Records from a dataset:
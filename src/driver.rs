use serde::Serialize;
use tracing::{debug, error, info};

use crate::{
    error::EtlResult,
    page::{Cursor, PageSink, PageSource},
    schema::Table,
};

#[derive(Clone, Debug, Eq, PartialEq)]
pub enum DriverState {
    Idle,
    Draining { table: Table, cursor: Cursor },
    Advancing { table: Table, cursor: Cursor },
    Done,
    Failed,
}

#[derive(Clone, Debug, Default, Serialize)]
pub struct TableReport {
    pub table: String,
    pub pages: u64,
    pub rows: u64,
    pub affected: u64,
}

#[derive(Clone, Debug, Default, Serialize)]
pub struct MigrationReport {
    pub tables: Vec<TableReport>,
}

impl MigrationReport {
    pub fn rows(&self) -> u64 {
        self.tables.iter().map(|t| t.rows).sum()
    }
}

/// Copies every table from `source` to `sink`, one page at a time.
pub struct MigrationDriver<'a, S, W> {
    source: &'a S,
    sink: &'a W,
    tables: Vec<Table>,
    state: DriverState,
}

impl<'a, S, W> MigrationDriver<'a, S, W>
where
    S: PageSource,
    W: PageSink,
{
    pub fn new(source: &'a S, sink: &'a W) -> Self {
        Self { source, sink, tables: Table::LOAD_ORDER.to_vec(), state: DriverState::Idle }
    }

    /// Restricts the run to `tables`, in the given order.
    pub fn with_tables(mut self, tables: Vec<Table>) -> Self {
        self.tables = tables;
        self
    }

    pub fn state(&self) -> &DriverState {
        &self.state
    }

    pub async fn run(&mut self) -> EtlResult<MigrationReport> {
        let mut report = MigrationReport::default();
        let mut current = TableReport::default();
        let mut pending = self.tables.clone().into_iter();
        self.state = DriverState::Idle;

        loop {
            self.state = match self.state.clone() {
                DriverState::Idle => start_next(&mut pending, &mut current, Cursor::start()),
                DriverState::Draining { table, cursor } => {
                    match self.transfer_page(table, cursor, &mut current).await {
                        Ok(Some(next)) => DriverState::Draining { table, cursor: next },
                        Ok(None) => DriverState::Advancing { table, cursor },
                        Err(err) => {
                            let completed: Vec<&str> =
                                report.tables.iter().map(|t| t.table.as_str()).collect();
                            error!(
                                table = %table,
                                offset = cursor.offset(),
                                completed = ?completed,
                                error = %err,
                                "migration failed"
                            );
                            self.state = DriverState::Failed;
                            return Err(err);
                        },
                    }
                },
                DriverState::Advancing { table, mut cursor } => {
                    info!(table = %table, pages = current.pages, rows = current.rows, "table migrated");
                    report.tables.push(std::mem::take(&mut current));
                    cursor.reset();
                    start_next(&mut pending, &mut current, cursor)
                },
                DriverState::Done | DriverState::Failed => break,
            };
        }

        info!(tables = report.tables.len(), rows = report.rows(), "migration finished");
        Ok(report)
    }

    /// Moves one page; `None` once the source is exhausted.
    async fn transfer_page(
        &self,
        table: Table,
        cursor: Cursor,
        report: &mut TableReport,
    ) -> EtlResult<Option<Cursor>> {
        let page = self.source.next_page(table, cursor).await?;
        if page.is_empty() {
            return Ok(None);
        }

        let affected = self.sink.upsert(table, &page.records).await?;
        debug!(table = %table, offset = cursor.offset(), rows = page.len(), "page transferred");

        report.pages += 1;
        report.rows += page.len() as u64;
        report.affected += affected;
        Ok(Some(page.next))
    }
}

fn start_next(
    pending: &mut impl Iterator<Item = Table>,
    current: &mut TableReport,
    cursor: Cursor,
) -> DriverState {
    match pending.next() {
        Some(table) => {
            info!(table = %table, "migrating table");
            *current = TableReport { table: table.to_string(), ..Default::default() };
            DriverState::Draining { table, cursor }
        },
        None => DriverState::Done,
    }
}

* _WHAT TO WORK ON_
Reproduce precisely, and with no line left out, each line from the top of the entries through the line that carries "pub struct TableReport".

* _OUTPUT OF THE TASK_
filename src/driver.rs
use serde::Serialize;
use tracing::{debug, error, info};

use crate::{
    error::EtlResult,
    page::{Cursor, PageSink, PageSource},
    schema::Table,
};

#[derive(Clone, Debug, Eq, PartialEq)]
pub enum DriverState {
    Idle,
    Draining { table: Table, cursor: Cursor },
    Advancing { table: Table, cursor: Cursor },
    Done,
    Failed,
}

#[derive(Clone, Debug, Default, Serialize)]
pub struct TableReport {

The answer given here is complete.